For the rest of the period, two things made me lose complete focus.

First, it was the dramatic scene from the past half hour. She brought up an old story that I thought was forgotten. She never picked on me this year, until today, and using a middle school rumor to make me feel uncomfortable. I tried to remember what I did wrong these last weeks that made her turn savage all over. Was it the A I got in English? Or the time I ran into her in the hall? Or is it because I finally have a friend and not considered a complete loser?

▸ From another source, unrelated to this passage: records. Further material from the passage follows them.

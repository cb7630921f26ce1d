//! Credentials for the notification boundary
//!
//! The credential is resolved once from the environment and passed into the
//! thread service explicitly, keeping the core free of ambient global state.

use crate::error::{Error, Result};
use std::env;

/// A single credential for the pull-request API
#[derive(Debug, Clone)]
pub enum Credential {
    /// OAuth bearer token (the Azure Pipelines job access token)
    Bearer(String),
    /// Personal access token, sent as basic auth with an empty user
    Pat(String),
}

/// Resolve the notification credential from the environment.
///
/// Priority:
/// 1. `SYSTEM_ACCESSTOKEN` (bearer; provided by Azure Pipelines jobs)
/// 2. `AZURE_DEVOPS_PAT` (personal access token)
///
/// Empty values count as unset; CI commonly exports empty placeholders.
pub fn credential_from_env() -> Result<Credential> {
    credential_from_values(
        env::var("SYSTEM_ACCESSTOKEN").ok(),
        env::var("AZURE_DEVOPS_PAT").ok(),
    )
}

fn credential_from_values(
    access_token: Option<String>,
    pat: Option<String>,
) -> Result<Credential> {
    if let Some(token) = access_token.filter(|t| !t.trim().is_empty()) {
        return Ok(Credential::Bearer(token));
    }
    if let Some(pat) = pat.filter(|t| !t.trim().is_empty()) {
        return Ok(Credential::Pat(pat));
    }
    Err(Error::Auth(
        "no credential found; set SYSTEM_ACCESSTOKEN or AZURE_DEVOPS_PAT".to_string(),
    ))
}
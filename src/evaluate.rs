//! Submodule evaluation
//!
//! Combines the git ports and the tag resolver to classify each declared
//! submodule, plus the pure aggregation of results into a summary.

use crate::error::{Error, Result};
use crate::git::{RemoteQuery, TreeQuery};
use crate::tags::resolve_tags;
use crate::types::{
    EvaluationSummary, ResolvedCommit, SubmoduleDeclaration, SubmoduleEvaluation, UpdateStatus,
};
use std::sync::Arc;
use tokio::task;
use tracing::debug;

/// Evaluates declarations against the local checkout and their remotes
#[derive(Clone)]
pub struct Evaluator {
    tree: Arc<dyn TreeQuery>,
    remote: Arc<dyn RemoteQuery>,
    default_branch: String,
}

impl Evaluator {
    /// Create an evaluator over the given query ports
    pub fn new(
        tree: Arc<dyn TreeQuery>,
        remote: Arc<dyn RemoteQuery>,
        default_branch: impl Into<String>,
    ) -> Self {
        Self {
            tree,
            remote,
            default_branch: default_branch.into(),
        }
    }

    /// Evaluate a single declaration.
    ///
    /// Resolution failures fold into the returned record as `Errored` with
    /// the failure message; tag resolution is skipped in that case. Tag
    /// failures on the success path degrade to empty tag lists.
    pub fn evaluate(&self, declaration: &SubmoduleDeclaration) -> SubmoduleEvaluation {
        let branch_used = declaration
            .branch
            .clone()
            .unwrap_or_else(|| self.default_branch.clone());
        debug!(
            "evaluating {} against {}#{branch_used}",
            declaration.path, declaration.url
        );

        let current_sha = match self.tree.gitlink_commit(&declaration.path) {
            Ok(sha) => sha,
            Err(e) => return errored(declaration, branch_used, None, &e),
        };

        let latest_sha = match self.remote.branch_head(&declaration.url, &branch_used) {
            Ok(sha) => sha,
            Err(e) => {
                let current = Some(ResolvedCommit::untagged(current_sha));
                return errored(declaration, branch_used, current, &e);
            }
        };

        let status = if current_sha == latest_sha {
            UpdateStatus::UpToDate
        } else {
            UpdateStatus::NeedsUpdate
        };

        let current = ResolvedCommit {
            tags: resolve_tags(self.remote.as_ref(), &declaration.url, &current_sha),
            sha: current_sha,
        };
        let latest = ResolvedCommit {
            tags: resolve_tags(self.remote.as_ref(), &declaration.url, &latest_sha),
            sha: latest_sha,
        };

        SubmoduleEvaluation {
            declaration: declaration.clone(),
            branch_used,
            current: Some(current),
            latest: Some(latest),
            status,
            error_detail: None,
        }
    }

    /// Evaluate all declarations concurrently, one blocking task each.
    ///
    /// Handles are awaited in spawn order, so results come back in
    /// declaration order regardless of completion order. A failing remote
    /// only affects its own record; siblings keep evaluating.
    pub async fn evaluate_all(
        &self,
        declarations: Vec<SubmoduleDeclaration>,
    ) -> Result<Vec<SubmoduleEvaluation>> {
        let mut handles = Vec::with_capacity(declarations.len());
        for declaration in declarations {
            let evaluator = self.clone();
            handles.push(task::spawn_blocking(move || {
                evaluator.evaluate(&declaration)
            }));
        }

        let mut evaluations = Vec::with_capacity(handles.len());
        for handle in handles {
            let evaluation = handle
                .await
                .map_err(|e| Error::Internal(format!("evaluation task failed: {e}")))?;
            evaluations.push(evaluation);
        }
        Ok(evaluations)
    }
}

fn errored(
    declaration: &SubmoduleDeclaration,
    branch_used: String,
    current: Option<ResolvedCommit>,
    error: &Error,
) -> SubmoduleEvaluation {
    SubmoduleEvaluation {
        declaration: declaration.clone(),
        branch_used,
        current,
        latest: None,
        status: UpdateStatus::Errored,
        error_detail: Some(error.to_string()),
    }
}

/// Summarize evaluations into counts and the outdated path list.
///
/// Pure; recomputed fresh from the full list each run. `outdated_paths`
/// preserves input order.
pub fn summarize(evaluations: &[SubmoduleEvaluation]) -> EvaluationSummary {
    let mut summary = EvaluationSummary {
        total: evaluations.len(),
        ..EvaluationSummary::default()
    };
    for evaluation in evaluations {
        match evaluation.status {
            UpdateStatus::UpToDate => summary.up_to_date += 1,
            UpdateStatus::NeedsUpdate => {
                summary.needs_update += 1;
                summary
                    .outdated_paths
                    .push(evaluation.declaration.path.clone());
            }
            UpdateStatus::Errored => summary.errored += 1,
        }
    }
    summary
}
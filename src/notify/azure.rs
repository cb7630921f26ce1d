//! Azure DevOps thread service implementation

use crate::auth::Credential;
use crate::error::{Error, NotificationErrorKind, Result};
use crate::notify::{CommentThread, NotifyTarget, ThreadService};
use async_trait::async_trait;
use reqwest::{Client, RequestBuilder, StatusCode};
use serde::{Deserialize, Serialize};

/// REST API version for pull request thread operations
const API_VERSION: &str = "7.1";

/// Default request timeout in seconds
const DEFAULT_TIMEOUT_SECS: u64 = 30;

/// Azure DevOps service using reqwest
pub struct AzureDevOpsService {
    client: Client,
    target: NotifyTarget,
    credential: Credential,
}

#[derive(Deserialize)]
struct ThreadList {
    value: Vec<Thread>,
}

#[derive(Deserialize)]
struct Thread {
    id: u64,
    #[serde(default)]
    comments: Vec<Comment>,
}

#[derive(Deserialize)]
struct Comment {
    // deleted comments come back without content
    content: Option<String>,
}

#[derive(Serialize)]
#[serde(rename_all = "camelCase")]
struct CreateThreadPayload {
    comments: Vec<NewComment>,
    // 1 = active
    status: u8,
}

#[derive(Serialize)]
#[serde(rename_all = "camelCase")]
struct NewComment {
    parent_comment_id: u64,
    content: String,
    // 1 = text
    comment_type: u8,
}

impl AzureDevOpsService {
    /// Create a service for one pull request with an explicit credential
    pub fn new(target: NotifyTarget, credential: Credential) -> Self {
        let client = Client::builder()
            .timeout(std::time::Duration::from_secs(DEFAULT_TIMEOUT_SECS))
            .build()
            .unwrap_or_else(|_| Client::new());

        Self {
            client,
            target,
            credential,
        }
    }

    fn threads_url(&self) -> String {
        let base = self.target.organization.as_str().trim_end_matches('/');
        format!(
            "{base}/{}/_apis/git/repositories/{}/pullRequests/{}/threads?api-version={API_VERSION}",
            urlencoding::encode(&self.target.project),
            urlencoding::encode(&self.target.repository),
            self.target.pull_request,
        )
    }

    fn authorize(&self, request: RequestBuilder) -> RequestBuilder {
        match &self.credential {
            Credential::Bearer(token) => request.bearer_auth(token),
            Credential::Pat(pat) => request.basic_auth("", Some(pat)),
        }
    }
}

fn classify(status: StatusCode) -> NotificationErrorKind {
    match status.as_u16() {
        401 => NotificationErrorKind::Authentication,
        403 => NotificationErrorKind::Permission,
        404 => NotificationErrorKind::NotFound,
        _ => NotificationErrorKind::Other,
    }
}

fn transport_error(context: &str, err: &reqwest::Error) -> Error {
    Error::Notification {
        kind: NotificationErrorKind::Other,
        message: format!("{context}: {err}"),
    }
}

#[async_trait]
impl ThreadService for AzureDevOpsService {
    async fn list_threads(&self) -> Result<Vec<CommentThread>> {
        let url = self.threads_url();
        let response = self
            .authorize(self.client.get(&url))
            .send()
            .await
            .map_err(|e| transport_error("listing threads", &e))?;

        let status = response.status();
        if !status.is_success() {
            return Err(Error::Notification {
                kind: classify(status),
                message: format!("listing threads returned {status}"),
            });
        }

        let payload: ThreadList = response
            .json()
            .await
            .map_err(|e| transport_error("decoding thread list", &e))?;

        Ok(payload
            .value
            .into_iter()
            .map(|thread| CommentThread {
                id: thread.id,
                comments: thread
                    .comments
                    .into_iter()
                    .filter_map(|c| c.content)
                    .collect(),
            })
            .collect())
    }

    async fn create_thread(&self, body: &str) -> Result<()> {
        let url = self.threads_url();
        let payload = CreateThreadPayload {
            comments: vec![NewComment {
                parent_comment_id: 0,
                content: body.to_string(),
                comment_type: 1,
            }],
            status: 1,
        };

        let response = self
            .authorize(self.client.post(&url))
            .json(&payload)
            .send()
            .await
            .map_err(|e| transport_error("creating thread", &e))?;

        let status = response.status();
        if !status.is_success() {
            return Err(Error::Notification {
                kind: classify(status),
                message: format!("creating thread returned {status}"),
            });
        }
        Ok(())
    }
}
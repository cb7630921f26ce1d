//! subaudit - audit git submodules against their upstream branches
//!
//! CLI binary; evaluation and notification logic live in the library.

use anyhow::Result;
use clap::{Args, Parser, Subcommand};
use std::path::PathBuf;
use subaudit::notify::NotifyTarget;
use tracing_subscriber::EnvFilter;
use url::Url;

mod cli;

#[derive(Parser)]
#[command(name = "subaudit")]
#[command(about = "Audit git submodules against their tracked upstream branches")]
#[command(version)]
struct Cli {
    /// Path to the repository (defaults to current directory)
    #[arg(short, long, global = true)]
    path: Option<PathBuf>,

    #[command(subcommand)]
    command: Commands,
}

#[derive(Args)]
struct AuditArgs {
    /// Branch to query when a submodule declares no branch override
    #[arg(long, default_value = "main")]
    default_branch: String,

    /// Append key=value outputs for automation to this file
    #[arg(long)]
    outputs: Option<PathBuf>,

    /// Exit non-zero when any submodule needs an update
    #[arg(long)]
    fail_on_outdated: bool,

    /// Exit non-zero when any submodule could not be evaluated
    #[arg(long)]
    fail_on_error: bool,
}

#[derive(Subcommand)]
enum Commands {
    /// Audit submodules and print a report
    Check {
        #[command(flatten)]
        audit: AuditArgs,
    },

    /// Audit submodules and comment on a pull request for outdated ones
    Notify {
        #[command(flatten)]
        audit: AuditArgs,

        /// Organization base URL, e.g. https://dev.azure.com/acme
        #[arg(long)]
        organization: Url,

        /// Project name or id
        #[arg(long)]
        project: String,

        /// Repository name or id
        #[arg(long)]
        repository: String,

        /// Pull request id to comment on
        #[arg(long)]
        pull_request: u64,
    },
}

#[tokio::main]
async fn main() -> Result<()> {
    // soft failures (tag resolution, notifications) surface at warn level
    let filter = EnvFilter::try_from_default_env().unwrap_or_else(|_| EnvFilter::new("warn"));
    tracing_subscriber::fmt()
        .with_env_filter(filter)
        .with_writer(std::io::stderr)
        .init();

    let args = Cli::parse();
    let path = args.path.unwrap_or_else(|| PathBuf::from("."));

    let (audit, notify) = match args.command {
        Commands::Check { audit } => (audit, None),
        Commands::Notify {
            audit,
            organization,
            project,
            repository,
            pull_request,
        } => (
            audit,
            Some(NotifyTarget {
                organization,
                project,
                repository,
                pull_request,
            }),
        ),
    };

    let options = cli::CheckOptions {
        default_branch: audit.default_branch.clone(),
        outputs: audit.outputs.clone(),
        notify,
    };
    let summary = cli::run_check(&path, &options).await?;

    // exit-code policy lives here; the library only classifies
    let outdated_failure = audit.fail_on_outdated && summary.needs_update > 0;
    let errored_failure = audit.fail_on_error && summary.errored > 0;
    if outdated_failure || errored_failure {
        std::process::exit(1);
    }

    Ok(())
}
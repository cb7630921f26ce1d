//! subaudit - submodule update auditing
//!
//! Parses the submodules a repository declares, resolves each one's pinned
//! commit and the latest commit on its tracked branch, enriches both with
//! release tags, and classifies every submodule as up to date, needing an
//! update, or errored. Results aggregate into a summary for console and
//! automation consumers, and outdated submodules can be announced on a pull
//! request with exact-match deduplication so repeated runs stay idempotent.

pub mod auth;
pub mod error;
pub mod evaluate;
pub mod git;
pub mod gitmodules;
pub mod notify;
pub mod report;
pub mod tags;
pub mod types;
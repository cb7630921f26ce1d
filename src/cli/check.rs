//! Check command - audit submodules and print the report

use crate::cli::style::{Stylize, check, cross, up_arrow};
use anstream::println;
use std::path::{Path, PathBuf};
use std::sync::Arc;
use subaudit::auth::credential_from_env;
use subaudit::error::{Error, Result};
use subaudit::evaluate::{Evaluator, summarize};
use subaudit::git::{LocalRepository, RemoteClient};
use subaudit::gitmodules::{load_gitmodules, parse_gitmodules};
use subaudit::notify::{AzureDevOpsService, NotifyTarget, notify_outdated};
use subaudit::report::write_outputs;
use subaudit::tags::format_commit;
use subaudit::types::{EvaluationSummary, SubmoduleEvaluation, UpdateStatus};
use tracing::warn;

/// Options for an audit run
pub struct CheckOptions {
    /// Branch queried for declarations without an override
    pub default_branch: String,
    /// Optional `key=value` outputs file for automation
    pub outputs: Option<PathBuf>,
    /// Pull request to announce outdated submodules on
    pub notify: Option<NotifyTarget>,
}

/// Run the audit and return its summary; exit-code policy stays with the
/// caller.
pub async fn run_check(path: &Path, options: &CheckOptions) -> Result<EvaluationSummary> {
    let text = match load_gitmodules(path) {
        Ok(text) => text,
        // a repository without submodules is a clean, empty run
        Err(Error::ConfigNotFound(_)) => {
            println!("{}", "No submodules configured".muted());
            return Ok(EvaluationSummary::default());
        }
        Err(e) => return Err(e),
    };

    let declarations = parse_gitmodules(&text);
    if declarations.is_empty() {
        println!("{}", "No submodules configured".muted());
        return Ok(EvaluationSummary::default());
    }

    let local = LocalRepository::open(path)?;
    let evaluator = Evaluator::new(
        Arc::new(local),
        Arc::new(RemoteClient::new()),
        options.default_branch.clone(),
    );

    println!(
        "Checking {} submodule{}...",
        declarations.len().accent(),
        if declarations.len() == 1 { "" } else { "s" }
    );

    let evaluations = evaluator.evaluate_all(declarations).await?;

    println!();
    for evaluation in &evaluations {
        print_evaluation(evaluation);
    }

    let summary = summarize(&evaluations);
    println!();
    println!(
        "{}",
        format!(
            "{} total: {} up to date, {} outdated, {} errored",
            summary.total, summary.up_to_date, summary.needs_update, summary.errored
        )
        .emphasis()
    );

    if let Some(outputs) = &options.outputs {
        write_outputs(outputs, &summary)?;
    }

    if let Some(target) = options.notify.clone() {
        match notify(target, &evaluations).await {
            Ok(posted) => {
                println!(
                    "{}",
                    format!("{posted} pull request comment(s) posted").muted()
                );
            }
            // boundary failures are logged, never fatal to the audit
            Err(e) => warn!("pull request notification failed: {e}"),
        }
    }

    Ok(summary)
}

fn print_evaluation(evaluation: &SubmoduleEvaluation) {
    let path = &evaluation.declaration.path;
    match evaluation.status {
        UpdateStatus::UpToDate => {
            let current = evaluation.current.as_ref().expect("up-to-date resolves both");
            println!(
                "  {} {}  {}",
                check(),
                path.accent(),
                format_commit(&current.sha, &current.tags).muted()
            );
        }
        UpdateStatus::NeedsUpdate => {
            let current = evaluation.current.as_ref().expect("outdated resolves both");
            let latest = evaluation.latest.as_ref().expect("outdated resolves both");
            println!(
                "  {} {}  {} -> {} {}",
                up_arrow(),
                path.accent(),
                format_commit(&current.sha, &current.tags),
                format_commit(&latest.sha, &latest.tags),
                format!("({})", evaluation.branch_used).muted()
            );
        }
        UpdateStatus::Errored => {
            println!(
                "  {} {}  {}",
                cross(),
                path.accent(),
                evaluation
                    .error_detail
                    .as_deref()
                    .unwrap_or("resolution failed")
                    .error()
            );
        }
    }
}

async fn notify(target: NotifyTarget, evaluations: &[SubmoduleEvaluation]) -> Result<usize> {
    let credential = credential_from_env()?;
    let service = AzureDevOpsService::new(target, credential);
    notify_outdated(&service, evaluations).await
}
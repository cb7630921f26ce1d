//! Semantic terminal styling
//!
//! Thin wrapper over `owo-colors` that names the few styles the report
//! uses and leaves color-support detection (`NO_COLOR`, `CLICOLOR`,
//! TTY checks) to the library.

use std::fmt::{self, Display};

use owo_colors::{OwoColorize, Stream, Style};

const ACCENT: Style = Style::new().cyan();
const SUCCESS: Style = Style::new().green();
const ERROR: Style = Style::new().red();
const WARN: Style = Style::new().yellow();
const MUTED: Style = Style::new().dimmed();
const EMPHASIS: Style = Style::new().bold();

/// A value with a semantic style attached; renders with ANSI codes only
/// when the target stream supports them.
#[derive(Clone, Debug)]
pub struct Styled<T> {
    value: T,
    style: Style,
    stream: Stream,
}

impl<T: Display> Display for Styled<T> {
    fn fmt(&self, f: &mut fmt::Formatter<'_>) -> fmt::Result {
        write!(
            f,
            "{}",
            self.value
                .if_supports_color(self.stream, |v| v.style(self.style))
        )
    }
}

/// Extension trait for semantic styling, implemented for all [`Display`]
/// types. Methods borrow so styled output never consumes the value.
pub trait Stylize: Display {
    /// Cyan, for primary information: paths, branches, counts
    fn accent(&self) -> Styled<&Self> {
        styled(self, ACCENT, Stream::Stdout)
    }

    /// Green, for up-to-date results
    fn success(&self) -> Styled<&Self> {
        styled(self, SUCCESS, Stream::Stdout)
    }

    /// Red, for failure detail in the report
    fn error(&self) -> Styled<&Self> {
        styled(self, ERROR, Stream::Stdout)
    }

    /// Yellow, for needs-attention results
    fn warn(&self) -> Styled<&Self> {
        styled(self, WARN, Stream::Stdout)
    }

    /// Dim, for secondary detail
    fn muted(&self) -> Styled<&Self> {
        styled(self, MUTED, Stream::Stdout)
    }

    /// Bold, for headers and the summary line
    fn emphasis(&self) -> Styled<&Self> {
        styled(self, EMPHASIS, Stream::Stdout)
    }
}

impl<T: Display + ?Sized> Stylize for T {}

const fn styled<T>(value: T, style: Style, stream: Stream) -> Styled<T> {
    Styled {
        value,
        style,
        stream,
    }
}

/// Up-to-date marker
pub const CHECK: &str = "✓";

/// Needs-update marker
pub const UP_ARROW: &str = "↑";

/// Errored marker
pub const CROSS: &str = "✗";

/// Green checkmark
pub const fn check() -> Styled<&'static str> {
    styled(CHECK, SUCCESS, Stream::Stdout)
}

/// Yellow up-arrow
pub const fn up_arrow() -> Styled<&'static str> {
    styled(UP_ARROW, WARN, Stream::Stdout)
}

/// Red cross (stdout: error lines are part of the report)
pub const fn cross() -> Styled<&'static str> {
    styled(CROSS, ERROR, Stream::Stdout)
}
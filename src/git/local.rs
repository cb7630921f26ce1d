//! Local repository tree lookups via git2

use crate::error::{Error, Result};
use crate::git::TreeQuery;
use git2::{ObjectType, Repository};
use std::path::{Path, PathBuf};
use tracing::debug;

/// [`TreeQuery`] implementation over the working checkout.
///
/// Holds only the repository path: `git2::Repository` is not `Sync`, so each
/// lookup opens its own handle, which keeps the type shareable across the
/// blocking worker threads the evaluator fans out on.
#[derive(Debug, Clone)]
pub struct LocalRepository {
    path: PathBuf,
}

impl LocalRepository {
    /// Create a handle for the repository at `path`, verifying it opens
    pub fn open(path: &Path) -> Result<Self> {
        Repository::open(path)?;
        Ok(Self {
            path: path.to_path_buf(),
        })
    }
}

impl TreeQuery for LocalRepository {
    fn gitlink_commit(&self, submodule_path: &str) -> Result<String> {
        let repo = Repository::open(&self.path)?;
        let tree = repo
            .head()
            .and_then(|head| head.peel_to_tree())
            .map_err(|e| Error::CommitResolution(format!("cannot read HEAD tree: {e}")))?;

        let entry = tree.get_path(Path::new(submodule_path)).map_err(|e| {
            Error::CommitResolution(format!("no tree entry for '{submodule_path}': {e}"))
        })?;

        if entry.kind() != Some(ObjectType::Commit) {
            return Err(Error::CommitResolution(format!(
                "tree entry for '{submodule_path}' is not a gitlink"
            )));
        }

        let sha = entry.id().to_string();
        debug!("{submodule_path} pinned at {sha}");
        Ok(sha)
    }
}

And the second thing, which was slightly less bad; is the dream I had last night. A scary one. There were no monsters no demons. It hadn't that type of fear.  It was scary because usually, dreams reveal what’s hidden in the human subconscious. No matter how stupid a dream seems, no matter how illogical all its events are. It is with no doubt telling something personal about us. Thank God we dream alone.

I was with Jordan in my house; empty and dark. We were having fun: Laughing and singing, dancing and just being stupid. He was so happy; I still can see his pretty eyes shining towards mine while he laughed at my stupid dance moves.

In a sweet moment, he closed his eyes and leaned to kiss me. I did the same and start kissing him back. I felt so happy and wished for the moment to never end. But it did. Abrutaly.

After a few seconds; he pushed me in a very aggressive way yelling at me: ‘Stay the fuck away from me.’

I looked at him confused and scared. ‘I’m not gay. You faggot …,' he shouted giving me a look of disgust.

He gathered his stuff and got out of the house. I was sad and confused. I tried to stop him but he didn’t listen. I cried standing in the stairs by myself watching him leave forever.

When I woke up, I found my pillow wet. I did cry.

And now remembering it feels sadder because I completely understand what the fuck that meant.

What a great way to start the last semester!